* Your assignment
Reproduce each record exactly.

* Materials provided
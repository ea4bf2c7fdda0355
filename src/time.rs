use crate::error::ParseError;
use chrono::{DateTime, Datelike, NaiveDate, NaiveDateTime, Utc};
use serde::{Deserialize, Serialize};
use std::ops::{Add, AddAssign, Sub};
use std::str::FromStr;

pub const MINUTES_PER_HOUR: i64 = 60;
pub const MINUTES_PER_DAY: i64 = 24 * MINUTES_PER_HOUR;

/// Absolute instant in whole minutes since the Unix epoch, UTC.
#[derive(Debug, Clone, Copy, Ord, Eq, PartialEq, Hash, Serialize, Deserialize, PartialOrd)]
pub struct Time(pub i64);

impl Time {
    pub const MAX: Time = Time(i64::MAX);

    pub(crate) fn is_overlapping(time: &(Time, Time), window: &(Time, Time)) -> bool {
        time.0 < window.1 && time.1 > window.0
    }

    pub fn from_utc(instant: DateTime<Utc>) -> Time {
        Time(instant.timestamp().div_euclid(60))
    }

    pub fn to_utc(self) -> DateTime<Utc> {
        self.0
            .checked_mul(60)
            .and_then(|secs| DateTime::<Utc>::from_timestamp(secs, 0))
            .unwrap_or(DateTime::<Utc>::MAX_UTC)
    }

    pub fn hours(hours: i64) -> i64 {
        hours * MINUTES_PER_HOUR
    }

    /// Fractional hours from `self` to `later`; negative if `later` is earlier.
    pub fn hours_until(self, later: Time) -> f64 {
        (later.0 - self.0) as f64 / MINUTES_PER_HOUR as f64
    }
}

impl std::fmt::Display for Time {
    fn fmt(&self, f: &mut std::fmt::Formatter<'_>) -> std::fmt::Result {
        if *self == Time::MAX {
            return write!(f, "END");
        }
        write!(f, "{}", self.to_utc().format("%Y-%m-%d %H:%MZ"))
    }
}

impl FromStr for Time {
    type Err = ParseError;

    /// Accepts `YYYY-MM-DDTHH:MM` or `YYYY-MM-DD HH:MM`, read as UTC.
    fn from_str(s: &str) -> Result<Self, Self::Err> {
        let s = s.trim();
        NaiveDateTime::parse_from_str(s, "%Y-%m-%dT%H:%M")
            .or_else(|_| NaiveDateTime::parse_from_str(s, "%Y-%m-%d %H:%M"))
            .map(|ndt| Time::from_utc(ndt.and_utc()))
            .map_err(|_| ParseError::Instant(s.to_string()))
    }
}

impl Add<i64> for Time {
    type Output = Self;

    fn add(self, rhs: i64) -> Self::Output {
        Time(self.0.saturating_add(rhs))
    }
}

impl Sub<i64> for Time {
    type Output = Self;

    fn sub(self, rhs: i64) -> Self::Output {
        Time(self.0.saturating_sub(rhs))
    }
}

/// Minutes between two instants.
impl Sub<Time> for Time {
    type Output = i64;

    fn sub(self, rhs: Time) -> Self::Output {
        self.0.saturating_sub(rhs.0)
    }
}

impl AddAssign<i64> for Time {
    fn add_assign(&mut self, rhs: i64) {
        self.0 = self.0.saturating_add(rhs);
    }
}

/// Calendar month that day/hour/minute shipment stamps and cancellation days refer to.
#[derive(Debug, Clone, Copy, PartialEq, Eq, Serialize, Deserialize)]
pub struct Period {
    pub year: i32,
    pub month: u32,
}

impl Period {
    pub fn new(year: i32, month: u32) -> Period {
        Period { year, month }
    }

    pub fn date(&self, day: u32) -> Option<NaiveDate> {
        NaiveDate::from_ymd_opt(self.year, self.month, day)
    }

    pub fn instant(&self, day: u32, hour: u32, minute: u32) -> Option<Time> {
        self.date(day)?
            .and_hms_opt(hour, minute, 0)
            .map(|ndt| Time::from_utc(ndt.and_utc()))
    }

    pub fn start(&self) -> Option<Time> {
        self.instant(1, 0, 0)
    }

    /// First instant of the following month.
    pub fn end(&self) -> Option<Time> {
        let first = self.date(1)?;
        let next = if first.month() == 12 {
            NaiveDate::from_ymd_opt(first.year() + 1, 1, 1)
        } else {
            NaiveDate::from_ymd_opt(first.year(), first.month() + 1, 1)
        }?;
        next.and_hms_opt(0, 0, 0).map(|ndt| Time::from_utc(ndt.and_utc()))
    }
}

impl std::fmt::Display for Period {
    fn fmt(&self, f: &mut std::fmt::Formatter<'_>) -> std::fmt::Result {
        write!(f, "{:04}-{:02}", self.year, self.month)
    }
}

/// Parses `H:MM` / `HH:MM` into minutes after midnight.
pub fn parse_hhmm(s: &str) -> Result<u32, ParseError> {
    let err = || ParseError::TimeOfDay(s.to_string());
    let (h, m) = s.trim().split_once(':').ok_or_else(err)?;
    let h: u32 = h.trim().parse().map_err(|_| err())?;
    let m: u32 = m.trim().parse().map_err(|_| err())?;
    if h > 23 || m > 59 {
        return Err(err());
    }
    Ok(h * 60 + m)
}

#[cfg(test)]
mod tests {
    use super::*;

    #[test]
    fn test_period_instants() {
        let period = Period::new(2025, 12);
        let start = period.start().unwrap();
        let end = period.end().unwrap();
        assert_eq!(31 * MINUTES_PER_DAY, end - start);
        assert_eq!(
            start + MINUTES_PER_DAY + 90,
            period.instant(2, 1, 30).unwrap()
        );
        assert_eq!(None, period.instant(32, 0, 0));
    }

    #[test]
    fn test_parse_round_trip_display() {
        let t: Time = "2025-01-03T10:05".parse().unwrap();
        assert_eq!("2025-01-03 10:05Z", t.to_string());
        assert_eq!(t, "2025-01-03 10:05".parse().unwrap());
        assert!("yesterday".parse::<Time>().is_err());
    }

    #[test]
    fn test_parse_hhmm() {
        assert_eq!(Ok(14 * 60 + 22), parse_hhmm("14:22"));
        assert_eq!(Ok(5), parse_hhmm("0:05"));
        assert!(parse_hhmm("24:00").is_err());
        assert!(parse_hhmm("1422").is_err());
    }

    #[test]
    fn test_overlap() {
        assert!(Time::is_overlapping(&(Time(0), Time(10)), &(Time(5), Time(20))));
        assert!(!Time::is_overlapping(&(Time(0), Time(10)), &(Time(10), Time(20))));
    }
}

* Reply
repository ea4bf2c7fdda0355
filename src/time.rs
use crate::error::ParseError;
use chrono::{DateTime, Datelike, NaiveDate, NaiveDateTime, Utc};
use serde::{Deserialize, Serialize};
use std::ops::{Add, AddAssign, Sub};
use std::str::FromStr;

pub const MINUTES_PER_HOUR: i64 = 60;
pub const MINUTES_PER_DAY: i64 = 24 * MINUTES_PER_HOUR;

/// Absolute instant in whole minutes since the Unix epoch, UTC.
#[derive(Debug, Clone, Copy, Ord, Eq, PartialEq, Hash, Serialize, Deserialize, PartialOrd)]
pub struct Time(pub i64);

impl Time {
    pub const MAX: Time = Time(i64::MAX);

    pub(crate) fn is_overlapping(time: &(Time, Time), window: &(Time, Time)) -> bool {
        time.0 < window.1 && time.1 > window.0
    }

    pub fn from_utc(instant: DateTime<Utc>) -> Time {
        Time(instant.timestamp().div_euclid(60))
    }

    pub fn to_utc(self) -> DateTime<Utc> {
        self.0
            .checked_mul(60)
            .and_then(|secs| DateTime::<Utc>::from_timestamp(secs, 0))
            .unwrap_or(DateTime::<Utc>::MAX_UTC)
    }

    pub fn hours(hours: i64) -> i64 {
        hours * MINUTES_PER_HOUR
    }

    /// Fractional hours from `self` to `later`; negative if `later` is earlier.
    pub fn hours_until(self, later: Time) -> f64 {
        (later.0 - self.0) as f64 / MINUTES_PER_HOUR as f64
    }
}

impl std::fmt::Display for Time {
    fn fmt(&self, f: &mut std::fmt::Formatter<'_>) -> std::fmt::Result {
        if *self == Time::MAX {
            return write!(f, "END");
        }
        write!(f, "{}", self.to_utc().format("%Y-%m-%d %H:%MZ"))
    }
}

impl FromStr for Time {
    type Err = ParseError;

    /// Accepts `YYYY-MM-DDTHH:MM` or `YYYY-MM-DD HH:MM`, read as UTC.
    fn from_str(s: &str) -> Result<Self, Self::Err> {
        let s = s.trim();
        NaiveDateTime::parse_from_str(s, "%Y-%m-%dT%H:%M")
            .or_else(|_| NaiveDateTime::parse_from_str(s, "%Y-%m-%d %H:%M"))
            .map(|ndt| Time::from_utc(ndt.and_utc()))
            .map_err(|_| ParseError::Instant(s.to_string()))
    }
}

impl Add<i64> for Time {
    type Output = Self;

    fn add(self, rhs: i64) -> Self::Output {
        Time(self.0.saturating_add(rhs))
    }
}

impl Sub<i64> for Time {
    type Output = Self;

    fn sub(self, rhs: i64) -> Self::Output {
        Time(self.0.saturating_sub(rhs))
    }
}

/// Minutes between two instants.
impl Sub<Time> for Time {
    type Output = i64;

    fn sub(self, rhs: Time) -> Self::Output {
        self.0.saturating_sub(rhs.0)
    }
}

impl AddAssign<i64> for Time {
    fn add_assign(&mut self, rhs: i64) {
        self.0 = self.0.saturating_add(rhs);
    }
}

/// Calendar month that day/hour/minute shipment stamps and cancellation days refer to.
#[derive(Debug, Clone, Copy, PartialEq, Eq, Serialize, Deserialize)]
pub struct Period {
    pub year: i32,
    pub month: u32,
}

impl Period {
    pub fn new(year: i32, month: u32) -> Period {
        Period { year, month }
    }

    pub fn date(&self, day: u32) -> Option<NaiveDate> {
        NaiveDate::from_ymd_opt(self.year, self.month, day)
    }

    pub fn instant(&self, day: u32, hour: u32, minute: u32) -> Option<Time> {
        self.date(day)?
            .and_hms_opt(hour, minute, 0)
            .map(|ndt| Time::from_utc(ndt.and_utc()))
    }

    pub fn start(&self) -> Option<Time> {
        self.instant(1, 0, 0)
    }

    /// First instant of the following month.
    pub fn end(&self) -> Option<Time> {
        let first = self.date(1)?;
        let next = if first.month() == 12 {
            NaiveDate::from_ymd_opt(first.year() + 1, 1, 1)
        } else {
            NaiveDate::from_ymd_opt(first.year(), first.month() + 1, 1)
        }?;
        next.and_hms_opt(0, 0, 0).map(|ndt| Time::from_utc(ndt.and_utc()))
    }
}

impl std::fmt::Display for Period {
    fn fmt(&self, f: &mut std::fmt::Formatter<'_>) -> std::fmt::Result {
        write!(f, "{:04}-{:02}", self.year, self.month)
    }
}

/// Parses `H:MM` / `HH:MM` into minutes after midnight.
pub fn parse_hhmm(s: &str) -> Result<u32, ParseError> {
    let err = || ParseError::TimeOfDay(s.to_string());
    let (h, m) = s.trim().split_once(':').ok_or_else(err)?;
    let h: u32 = h.trim().parse().map_err(|_| err())?;
    let m: u32 = m.trim().parse().map_err(|_| err())?;
    if h > 23 || m > 59 {
        return Err(err());
    }
    Ok(h * 60 + m)
}

#[cfg(test)]
mod tests {
    use super::*;

    #[test]
    fn test_period_instants() {
        let period = Period::new(2025, 12);
        let start = period.start().unwrap();
        let end = period.end().unwrap();
        assert_eq!(31 * MINUTES_PER_DAY, end - start);
        assert_eq!(
            start + MINUTES_PER_DAY + 90,
            period.instant(2, 1, 30).unwrap()
        );
        assert_eq!(None, period.instant(32, 0, 0));
    }

    #[test]
    fn test_parse_round_trip_display() {
        let t: Time = "2025-01-03T10:05".parse().unwrap();
        assert_eq!("2025-01-03 10:05Z", t.to_string());
        assert_eq!(t, "2025-01-03 10:05".parse().unwrap());
        assert!("yesterday".parse::<Time>().is_err());
    }

    #[test]
    fn test_parse_hhmm() {
        assert_eq!(Ok(14 * 60 + 22), parse_hhmm("14:22"));
        assert_eq!(Ok(5), parse_hhmm("0:05"));
        assert!(parse_hhmm("24:00").is_err());
        assert!(parse_hhmm("1422").is_err());
    }

    #[test]
    fn test_overlap() {
        assert!(Time::is_overlapping(&(Time(0), Time(10)), &(Time(5), Time(20))));
        assert!(!Time::is_overlapping(&(Time(0), Time(10)), &(Time(10), Time(20))));
    }
}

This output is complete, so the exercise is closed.